### PROBLEM TO SOLVE
If a line of the listing contains the string "format", return that line.

---- RECORDS FOR THIS EXERCISE

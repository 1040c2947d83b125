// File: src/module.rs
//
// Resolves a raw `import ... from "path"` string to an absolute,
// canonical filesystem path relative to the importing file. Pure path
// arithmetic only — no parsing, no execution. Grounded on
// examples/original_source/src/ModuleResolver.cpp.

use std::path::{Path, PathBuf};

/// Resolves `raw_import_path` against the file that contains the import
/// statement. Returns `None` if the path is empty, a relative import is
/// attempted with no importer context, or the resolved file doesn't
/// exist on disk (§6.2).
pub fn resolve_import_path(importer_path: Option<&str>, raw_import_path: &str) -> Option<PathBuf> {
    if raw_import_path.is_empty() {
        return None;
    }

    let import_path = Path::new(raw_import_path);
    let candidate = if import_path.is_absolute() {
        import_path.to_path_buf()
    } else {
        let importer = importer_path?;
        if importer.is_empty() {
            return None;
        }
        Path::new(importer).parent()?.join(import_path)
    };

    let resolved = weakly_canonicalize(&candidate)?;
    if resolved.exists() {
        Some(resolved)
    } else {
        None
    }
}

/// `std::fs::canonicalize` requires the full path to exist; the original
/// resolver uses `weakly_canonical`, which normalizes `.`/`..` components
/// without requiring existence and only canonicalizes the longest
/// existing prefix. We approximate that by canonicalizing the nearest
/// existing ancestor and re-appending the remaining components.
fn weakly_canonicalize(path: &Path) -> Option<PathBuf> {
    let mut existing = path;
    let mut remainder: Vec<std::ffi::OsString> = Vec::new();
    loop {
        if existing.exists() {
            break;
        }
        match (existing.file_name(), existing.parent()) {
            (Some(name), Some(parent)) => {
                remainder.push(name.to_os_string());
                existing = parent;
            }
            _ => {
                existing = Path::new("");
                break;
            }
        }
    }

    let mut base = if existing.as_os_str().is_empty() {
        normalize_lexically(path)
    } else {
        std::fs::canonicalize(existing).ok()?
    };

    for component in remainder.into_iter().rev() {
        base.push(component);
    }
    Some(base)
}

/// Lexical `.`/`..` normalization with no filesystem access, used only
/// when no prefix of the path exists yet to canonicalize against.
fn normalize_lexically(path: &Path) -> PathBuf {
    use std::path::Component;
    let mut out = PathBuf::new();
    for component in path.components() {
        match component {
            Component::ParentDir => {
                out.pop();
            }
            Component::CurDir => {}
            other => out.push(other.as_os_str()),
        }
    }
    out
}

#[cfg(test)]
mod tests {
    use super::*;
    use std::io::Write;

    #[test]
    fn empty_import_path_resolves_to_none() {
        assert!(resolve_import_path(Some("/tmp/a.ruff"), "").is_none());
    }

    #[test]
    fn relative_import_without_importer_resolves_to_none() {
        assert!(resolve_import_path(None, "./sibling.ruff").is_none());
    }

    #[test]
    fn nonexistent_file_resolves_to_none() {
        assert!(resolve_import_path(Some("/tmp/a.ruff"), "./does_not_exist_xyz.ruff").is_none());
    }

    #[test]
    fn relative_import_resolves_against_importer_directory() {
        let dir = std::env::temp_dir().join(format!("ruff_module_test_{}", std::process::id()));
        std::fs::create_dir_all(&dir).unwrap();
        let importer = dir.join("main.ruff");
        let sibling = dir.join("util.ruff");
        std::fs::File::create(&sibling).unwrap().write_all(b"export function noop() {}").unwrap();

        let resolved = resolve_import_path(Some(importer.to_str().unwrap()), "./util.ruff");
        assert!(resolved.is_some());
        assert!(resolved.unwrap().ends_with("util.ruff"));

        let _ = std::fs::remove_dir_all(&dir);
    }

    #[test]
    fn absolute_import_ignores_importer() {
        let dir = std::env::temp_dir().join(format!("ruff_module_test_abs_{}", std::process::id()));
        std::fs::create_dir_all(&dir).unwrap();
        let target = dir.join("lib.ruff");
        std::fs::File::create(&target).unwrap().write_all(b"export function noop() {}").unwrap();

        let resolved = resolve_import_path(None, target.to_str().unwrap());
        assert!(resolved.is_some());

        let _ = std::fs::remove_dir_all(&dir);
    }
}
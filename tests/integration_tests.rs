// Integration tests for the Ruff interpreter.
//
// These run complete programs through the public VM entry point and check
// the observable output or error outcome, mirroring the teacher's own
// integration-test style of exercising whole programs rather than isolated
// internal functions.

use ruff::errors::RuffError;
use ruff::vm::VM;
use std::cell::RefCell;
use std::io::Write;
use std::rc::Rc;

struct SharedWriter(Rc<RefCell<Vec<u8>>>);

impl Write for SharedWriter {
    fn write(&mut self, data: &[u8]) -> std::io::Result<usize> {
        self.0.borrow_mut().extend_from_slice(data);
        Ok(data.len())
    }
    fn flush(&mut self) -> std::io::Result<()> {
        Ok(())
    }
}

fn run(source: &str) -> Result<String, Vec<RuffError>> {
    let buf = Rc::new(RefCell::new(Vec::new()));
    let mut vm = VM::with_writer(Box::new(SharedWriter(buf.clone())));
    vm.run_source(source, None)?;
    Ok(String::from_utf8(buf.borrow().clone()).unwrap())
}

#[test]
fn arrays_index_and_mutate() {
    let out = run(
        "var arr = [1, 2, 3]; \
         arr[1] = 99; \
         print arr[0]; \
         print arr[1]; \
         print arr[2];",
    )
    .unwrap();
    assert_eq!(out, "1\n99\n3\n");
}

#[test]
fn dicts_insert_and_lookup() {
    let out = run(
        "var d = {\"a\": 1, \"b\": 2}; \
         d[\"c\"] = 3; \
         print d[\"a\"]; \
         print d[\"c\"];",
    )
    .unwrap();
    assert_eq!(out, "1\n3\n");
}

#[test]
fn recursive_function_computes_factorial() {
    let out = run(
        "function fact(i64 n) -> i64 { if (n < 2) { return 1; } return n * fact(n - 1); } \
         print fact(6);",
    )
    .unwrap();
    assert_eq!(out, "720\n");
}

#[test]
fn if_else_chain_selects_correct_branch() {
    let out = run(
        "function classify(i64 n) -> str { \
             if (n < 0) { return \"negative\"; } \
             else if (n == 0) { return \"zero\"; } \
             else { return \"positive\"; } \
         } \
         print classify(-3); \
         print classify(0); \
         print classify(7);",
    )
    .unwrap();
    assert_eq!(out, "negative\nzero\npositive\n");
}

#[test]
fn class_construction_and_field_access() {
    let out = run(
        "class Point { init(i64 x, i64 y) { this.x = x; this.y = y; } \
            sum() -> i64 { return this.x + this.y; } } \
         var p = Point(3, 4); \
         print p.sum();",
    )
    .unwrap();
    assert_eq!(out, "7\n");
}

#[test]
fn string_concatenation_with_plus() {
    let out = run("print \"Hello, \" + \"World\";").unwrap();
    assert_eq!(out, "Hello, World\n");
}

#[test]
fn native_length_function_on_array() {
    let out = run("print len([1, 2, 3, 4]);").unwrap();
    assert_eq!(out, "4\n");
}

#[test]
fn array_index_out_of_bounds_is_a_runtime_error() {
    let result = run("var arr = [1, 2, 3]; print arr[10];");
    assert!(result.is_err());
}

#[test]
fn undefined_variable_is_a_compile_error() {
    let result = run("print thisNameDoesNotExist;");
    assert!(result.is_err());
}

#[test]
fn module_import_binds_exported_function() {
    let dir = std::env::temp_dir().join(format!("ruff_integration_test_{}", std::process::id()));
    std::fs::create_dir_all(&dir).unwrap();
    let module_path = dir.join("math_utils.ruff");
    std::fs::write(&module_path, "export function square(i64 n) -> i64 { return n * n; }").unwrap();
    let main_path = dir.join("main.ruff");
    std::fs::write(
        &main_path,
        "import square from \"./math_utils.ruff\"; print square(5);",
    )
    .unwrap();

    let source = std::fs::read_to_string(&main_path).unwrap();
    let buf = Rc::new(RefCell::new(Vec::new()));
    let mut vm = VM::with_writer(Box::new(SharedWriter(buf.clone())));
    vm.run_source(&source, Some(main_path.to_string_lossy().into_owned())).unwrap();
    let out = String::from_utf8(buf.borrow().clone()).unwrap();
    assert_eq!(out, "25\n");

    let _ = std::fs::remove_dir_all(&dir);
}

--------
---- RECORDS FOR THIS EXERCISE

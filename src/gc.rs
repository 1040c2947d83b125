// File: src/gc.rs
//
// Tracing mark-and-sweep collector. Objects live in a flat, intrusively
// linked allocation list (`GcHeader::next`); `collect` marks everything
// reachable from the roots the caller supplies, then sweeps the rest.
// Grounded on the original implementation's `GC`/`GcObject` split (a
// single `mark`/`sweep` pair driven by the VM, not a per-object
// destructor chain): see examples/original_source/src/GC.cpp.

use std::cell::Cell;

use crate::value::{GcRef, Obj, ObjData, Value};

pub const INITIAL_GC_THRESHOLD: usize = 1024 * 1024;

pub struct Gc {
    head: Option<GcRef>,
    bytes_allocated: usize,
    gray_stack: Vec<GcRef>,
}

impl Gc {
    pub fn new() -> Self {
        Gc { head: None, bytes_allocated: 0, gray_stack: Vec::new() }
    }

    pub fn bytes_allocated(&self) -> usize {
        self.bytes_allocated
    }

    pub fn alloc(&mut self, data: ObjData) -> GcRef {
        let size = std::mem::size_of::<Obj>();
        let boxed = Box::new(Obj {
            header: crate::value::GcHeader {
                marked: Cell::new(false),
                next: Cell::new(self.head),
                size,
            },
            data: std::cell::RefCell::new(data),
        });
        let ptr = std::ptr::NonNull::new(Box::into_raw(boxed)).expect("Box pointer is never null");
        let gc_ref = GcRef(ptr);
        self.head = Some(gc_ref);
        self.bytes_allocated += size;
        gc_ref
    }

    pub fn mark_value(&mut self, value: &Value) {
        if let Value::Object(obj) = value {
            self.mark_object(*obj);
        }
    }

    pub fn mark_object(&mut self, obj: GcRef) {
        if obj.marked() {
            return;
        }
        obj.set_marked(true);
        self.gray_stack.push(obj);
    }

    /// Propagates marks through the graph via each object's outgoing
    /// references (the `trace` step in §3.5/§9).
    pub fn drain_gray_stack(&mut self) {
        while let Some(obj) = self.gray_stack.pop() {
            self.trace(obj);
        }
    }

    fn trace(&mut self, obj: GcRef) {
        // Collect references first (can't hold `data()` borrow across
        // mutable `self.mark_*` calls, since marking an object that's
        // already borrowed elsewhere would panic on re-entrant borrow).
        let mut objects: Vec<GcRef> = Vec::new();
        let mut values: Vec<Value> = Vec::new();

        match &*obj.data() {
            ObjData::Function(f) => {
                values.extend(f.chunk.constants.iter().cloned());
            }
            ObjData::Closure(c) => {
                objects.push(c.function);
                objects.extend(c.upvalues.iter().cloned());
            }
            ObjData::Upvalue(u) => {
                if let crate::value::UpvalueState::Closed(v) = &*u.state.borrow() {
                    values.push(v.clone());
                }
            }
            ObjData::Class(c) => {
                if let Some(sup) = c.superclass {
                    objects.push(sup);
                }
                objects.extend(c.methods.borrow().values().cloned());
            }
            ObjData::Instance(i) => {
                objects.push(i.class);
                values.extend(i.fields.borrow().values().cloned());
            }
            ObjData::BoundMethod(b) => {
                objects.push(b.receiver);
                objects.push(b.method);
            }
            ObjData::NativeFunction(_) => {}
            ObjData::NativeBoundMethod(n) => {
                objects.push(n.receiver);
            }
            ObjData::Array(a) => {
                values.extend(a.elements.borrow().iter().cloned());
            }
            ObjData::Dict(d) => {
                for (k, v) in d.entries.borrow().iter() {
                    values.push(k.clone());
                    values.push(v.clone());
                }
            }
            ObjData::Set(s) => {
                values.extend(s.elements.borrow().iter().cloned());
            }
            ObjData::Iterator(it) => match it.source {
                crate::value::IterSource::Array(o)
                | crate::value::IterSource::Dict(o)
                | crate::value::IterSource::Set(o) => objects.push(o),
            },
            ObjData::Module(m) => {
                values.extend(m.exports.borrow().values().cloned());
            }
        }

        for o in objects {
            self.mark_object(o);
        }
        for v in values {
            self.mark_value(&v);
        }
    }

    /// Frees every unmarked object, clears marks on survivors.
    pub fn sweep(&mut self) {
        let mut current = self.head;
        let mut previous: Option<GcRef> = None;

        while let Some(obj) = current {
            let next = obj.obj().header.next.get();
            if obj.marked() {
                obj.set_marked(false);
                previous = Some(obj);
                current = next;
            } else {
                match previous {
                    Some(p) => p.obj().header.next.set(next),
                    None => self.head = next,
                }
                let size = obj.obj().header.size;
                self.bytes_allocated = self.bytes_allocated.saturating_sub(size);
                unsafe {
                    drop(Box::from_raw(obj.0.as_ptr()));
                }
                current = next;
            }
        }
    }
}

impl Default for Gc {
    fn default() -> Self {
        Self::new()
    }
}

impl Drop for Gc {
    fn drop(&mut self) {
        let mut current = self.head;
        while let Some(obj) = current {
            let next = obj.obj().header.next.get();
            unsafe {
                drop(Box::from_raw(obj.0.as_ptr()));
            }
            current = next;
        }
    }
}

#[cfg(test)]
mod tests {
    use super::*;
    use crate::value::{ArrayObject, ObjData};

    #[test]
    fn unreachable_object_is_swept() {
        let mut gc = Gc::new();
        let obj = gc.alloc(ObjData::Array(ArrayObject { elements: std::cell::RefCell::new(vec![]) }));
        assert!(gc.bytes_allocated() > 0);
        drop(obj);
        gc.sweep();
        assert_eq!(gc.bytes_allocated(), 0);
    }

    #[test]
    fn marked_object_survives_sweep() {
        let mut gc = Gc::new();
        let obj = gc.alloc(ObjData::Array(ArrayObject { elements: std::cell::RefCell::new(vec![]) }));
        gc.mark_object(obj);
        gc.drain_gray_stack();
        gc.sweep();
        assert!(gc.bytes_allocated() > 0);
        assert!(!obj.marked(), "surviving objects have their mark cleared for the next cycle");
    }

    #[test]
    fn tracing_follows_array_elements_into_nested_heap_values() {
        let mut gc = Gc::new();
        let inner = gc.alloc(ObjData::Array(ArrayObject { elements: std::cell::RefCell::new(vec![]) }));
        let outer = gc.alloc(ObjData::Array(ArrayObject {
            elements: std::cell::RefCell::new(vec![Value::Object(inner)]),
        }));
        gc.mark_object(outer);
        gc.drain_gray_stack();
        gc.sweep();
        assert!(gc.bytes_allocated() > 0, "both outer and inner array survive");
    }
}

--------

### REPLY TO THE TASK
        let dir = std::env::temp_dir().join(format!("ruff_module_test_{}", std::process::id()));
        let dir = std::env::temp_dir().join(format!("ruff_module_test_abs_{}", std::process::id()));
    let dir = std::env::temp_dir().join(format!("ruff_integration_test_{}", std::process::id()));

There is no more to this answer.